Living together as you’re divorcing has its disorienting moments as well. Grace Carter, 31, a writer from Virginia, said during the period they continued to share their house, they sometimes ended up doing things together. “Sometimes when we both burst out laughing at the same news segment or accidentally folded laundry simultaneously, it felt like we could be back in harmony,” she said. “But it’s not real. It’s muscle memory.” She said she knew the divorce was the right decision, but felt conflicted when caught off guard in those happy moments.
Vitek said that many struggle to deal with the new norms. For example, she said, “clients will complain that suddenly their ex is cooking dinner for the kids, but they never did that before”. The introduction of new rituals like this can make it seem like one parent is trying to win over the kids. But it’s important to be open to these changes post-marriage, she said. “Try not to feel threatened. It’s best for the kids to have two good parents.”
Even without kids in the home, boundaries can lead to harmony. Emillio Mesa, 44, from San Francisco, was in a committed relationship for almost a decade and continued living with his partner for an additional two years post-split, both for financial reasons and because it was during the pandemic.
“I used a whiteboard to tell him when I was on a call so he didn’t knock on my office door. We also had our own rooms where the other person just didn’t go,” Mesa said. They used email to communicate shared expenses and schedule changes to avoid unpleasant encounters at home.
“If you’re stuck living together, you need a sacred space, even if it’s to fall apart,” said Olivia Howell, a divorce consultant who co-founded Fresh Starts Registry to support people going through divorce. She encourages clients to create a comfortable area of their home for themselves, no matter how small, and to spend as much time out of the house as possible.

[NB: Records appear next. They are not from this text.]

//! Identifier types for fitdesk entities.
//!
//! All identifiers are opaque non-empty strings. Members carry random UUID
//! tokens, payment records carry time-ordered ULID tokens, and staff, plans
//! and feedback carry sequential identifiers of the form `"<Prefix><N>"`
//! (`S3`, `P1`, `F12`). Assignment happens in the storage layer on first
//! save; this crate only defines the wrappers.
//!
//! # Macro-based ID types
//!
//! The `string_id_type!` macro generates the newtype wrappers, ensuring a
//! consistent implementation of parsing, display and serde traits.

use serde::{Deserialize, Serialize};
use std::fmt;
use std::str::FromStr;

/// Errors that can occur when parsing identifiers.
#[derive(Debug, Clone, PartialEq, Eq, thiserror::Error)]
pub enum IdError {
    /// The input was empty or whitespace-only.
    #[error("identifier must not be empty")]
    Empty,
}

/// Defines a string-backed identifier type with standard trait
/// implementations: `Display`, `FromStr` (rejecting blank input),
/// `TryFrom<String>`, `Into<String>`, `AsRef<str>`, and transparent serde.
macro_rules! string_id_type {
    ($name:ident, $doc:expr) => {
        #[doc = $doc]
        #[derive(Clone, PartialEq, Eq, PartialOrd, Ord, Hash, Serialize, Deserialize)]
        #[serde(try_from = "String", into = "String")]
        pub struct $name(String);

        impl $name {
            /// Wrap an already-assigned identifier.
            #[must_use]
            pub fn new(id: impl Into<String>) -> Self {
                Self(id.into())
            }

            /// View the identifier as a string slice.
            #[must_use]
            pub fn as_str(&self) -> &str {
                &self.0
            }
        }

        impl FromStr for $name {
            type Err = IdError;

            fn from_str(s: &str) -> Result<Self, Self::Err> {
                let trimmed = s.trim();
                if trimmed.is_empty() {
                    return Err(IdError::Empty);
                }
                Ok(Self(trimmed.to_string()))
            }
        }

        impl fmt::Debug for $name {
            fn fmt(&self, f: &mut fmt::Formatter<'_>) -> fmt::Result {
                write!(f, "{}({})", stringify!($name), self.0)
            }
        }

        impl fmt::Display for $name {
            fn fmt(&self, f: &mut fmt::Formatter<'_>) -> fmt::Result {
                write!(f, "{}", self.0)
            }
        }

        impl TryFrom<String> for $name {
            type Error = IdError;

            fn try_from(value: String) -> Result<Self, Self::Error> {
                value.parse()
            }
        }

        impl From<$name> for String {
            fn from(id: $name) -> Self {
                id.0
            }
        }

        impl AsRef<str> for $name {
            fn as_ref(&self) -> &str {
                &self.0
            }
        }
    };
}

string_id_type!(
    MemberId,
    "A member identifier.\n\nMembers are issued a random UUID token by the member store on first save."
);
string_id_type!(
    StaffId,
    "A staff identifier of the form `S<N>`, allocated sequentially by the staff store."
);
string_id_type!(
    PlanId,
    "A membership-plan identifier of the form `P<N>`, allocated sequentially by the plan store."
);
string_id_type!(
    FeedbackId,
    "A feedback identifier of the form `F<N>`, allocated sequentially by the feedback store."
);
string_id_type!(
    PaymentId,
    "A payment-record identifier.\n\nPayment records are issued a time-ordered ULID token so that listings sort chronologically."
);
//! Membership-plan catalog management.

use std::sync::Arc;

use rust_decimal::Decimal;

use fitdesk_core::{Actor, Member, MembershipPlan, NewPlan, PlanId};
use fitdesk_store::FlatFileStore;

use crate::access;
use crate::error::{Result, ServiceError};
use crate::input;

/// Service for the membership-plan catalog.
#[derive(Clone)]
pub struct PlanService {
    plans: Arc<FlatFileStore<MembershipPlan>>,
    members: Arc<FlatFileStore<Member>>,
}

impl PlanService {
    pub(crate) fn new(
        plans: Arc<FlatFileStore<MembershipPlan>>,
        members: Arc<FlatFileStore<Member>>,
    ) -> Self {
        Self { plans, members }
    }

    /// List the catalog.
    ///
    /// # Errors
    ///
    /// Returns a storage error if the plan file cannot be read.
    pub fn list(&self) -> Result<Vec<MembershipPlan>> {
        Ok(self.plans.find_all()?)
    }

    /// Look up a plan by identifier.
    ///
    /// # Errors
    ///
    /// Returns a storage error if the plan file cannot be read.
    pub fn plan_by_id(&self, id: &PlanId) -> Result<Option<MembershipPlan>> {
        Ok(self.plans.find_by_id(id.as_str())?)
    }

    /// Add a plan to the catalog. Restricted to administrators.
    ///
    /// The price must not be negative, the duration must be at least one
    /// month and the name must be unused (case-insensitive). The store
    /// assigns the identifier.
    ///
    /// # Errors
    ///
    /// Returns [`ServiceError::AdminRequired`] for non-admin callers, the
    /// violated validation rule, or a storage error.
    pub fn add(&self, actor: &Actor, new: NewPlan) -> Result<MembershipPlan> {
        access::require_admin(actor)?;
        let name = self.validate(&new, None)?;

        let plan = MembershipPlan {
            id: None,
            name,
            description: new.description.trim().to_string(),
            duration_months: new.duration_months,
            price: new.price,
        };
        Ok(self.plans.save(plan)?)
    }

    /// Replace a plan's contents. Restricted to administrators.
    ///
    /// The same checks as [`PlanService::add`] apply, with the plan itself
    /// excluded from the name-uniqueness check.
    ///
    /// # Errors
    ///
    /// Returns [`ServiceError::AdminRequired`] for non-admin callers,
    /// [`ServiceError::PlanNotFound`] if the identifier is unknown, the
    /// violated validation rule, or a storage error.
    pub fn update(&self, actor: &Actor, id: &PlanId, new: NewPlan) -> Result<MembershipPlan> {
        access::require_admin(actor)?;
        if self.plans.find_by_id(id.as_str())?.is_none() {
            return Err(ServiceError::plan_not_found(id));
        }
        let name = self.validate(&new, Some(id))?;

        let plan = MembershipPlan {
            id: Some(id.clone()),
            name,
            description: new.description.trim().to_string(),
            duration_months: new.duration_months,
            price: new.price,
        };
        Ok(self.plans.save(plan)?)
    }

    /// Delete a plan. Restricted to administrators.
    ///
    /// A plan still referenced by members cannot be deleted. Returns
    /// whether a plan was removed; an unknown identifier is not an error.
    ///
    /// # Errors
    ///
    /// Returns [`ServiceError::AdminRequired`] for non-admin callers,
    /// [`ServiceError::PlanInUse`] while members reference the plan, or a
    /// storage error.
    pub fn delete(&self, actor: &Actor, id: &PlanId) -> Result<bool> {
        access::require_admin(actor)?;
        if self.plans.find_by_id(id.as_str())?.is_none() {
            return Ok(false);
        }

        let referencing = self
            .members
            .find_where(|member| member.plan_id.as_ref() == Some(id))?
            .len();
        if referencing > 0 {
            return Err(ServiceError::PlanInUse {
                id: id.to_string(),
                members: referencing,
            });
        }

        Ok(self.plans.delete_by_id(id.as_str())?)
    }

    /// Run the catalog rules, returning the trimmed plan name.
    fn validate(&self, new: &NewPlan, exclude: Option<&PlanId>) -> Result<String> {
        let name = input::required_trimmed("name", &new.name)?;
        if new.price < Decimal::ZERO {
            return Err(ServiceError::NegativePrice);
        }
        if new.duration_months == 0 {
            return Err(ServiceError::InvalidDuration);
        }

        let duplicate = self.plans.find_all()?.into_iter().any(|plan| {
            plan.name.eq_ignore_ascii_case(&name)
                && exclude.map_or(true, |keep| plan.id.as_ref() != Some(keep))
        });
        if duplicate {
            return Err(ServiceError::DuplicatePlanName { name });
        }

        Ok(name)
    }
}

When she went through her own divorce in 2019, she got creative: “McDonald’s is the best workspace for people going through a divorce with kids.” Howell used the free WiFi to work while her boys expended energy in the Play Place. She said the vibes in her house were negative as her soon-to-be-ex frequently wanted to discuss legal issues, which distracted her both from her work and taking care of their young kids (ages 3 and 5 at the time).
In a Facebook group, one divorced woman reported a cost-effective reprieve from their ex by accepting a temporary job as a pet sitter. She stayed in a nearby apartment caring for a dog and two cats - with the benefit of using the owner’s living space rent-free.
Vitek said that can be a good approach: “If it’s not your parenting time, go stay with a friend or family. Get away during shared hours and use that time to take care of yourself.”
For me, the yoga studio was a welcome respite at night and better than an awkward encounter in the kitchen or hallway.
While obtaining a marriage license is generally quite quick, divorce can be a slog. Rarely does anyone get through it with their home life unfazed. Sometimes, the persistent friction of living together adds anger and difficulty, but thinking about the future can bring peace.
In my sacred desk space, I wrote “my tomorrow” on a sticky note and pressed it onto the adjacent window. The sunlight beamed through the small square as if to infuse energy into my written intention. It reminded me that soon I would be living a bright future in a space all my own - and I could manage until then.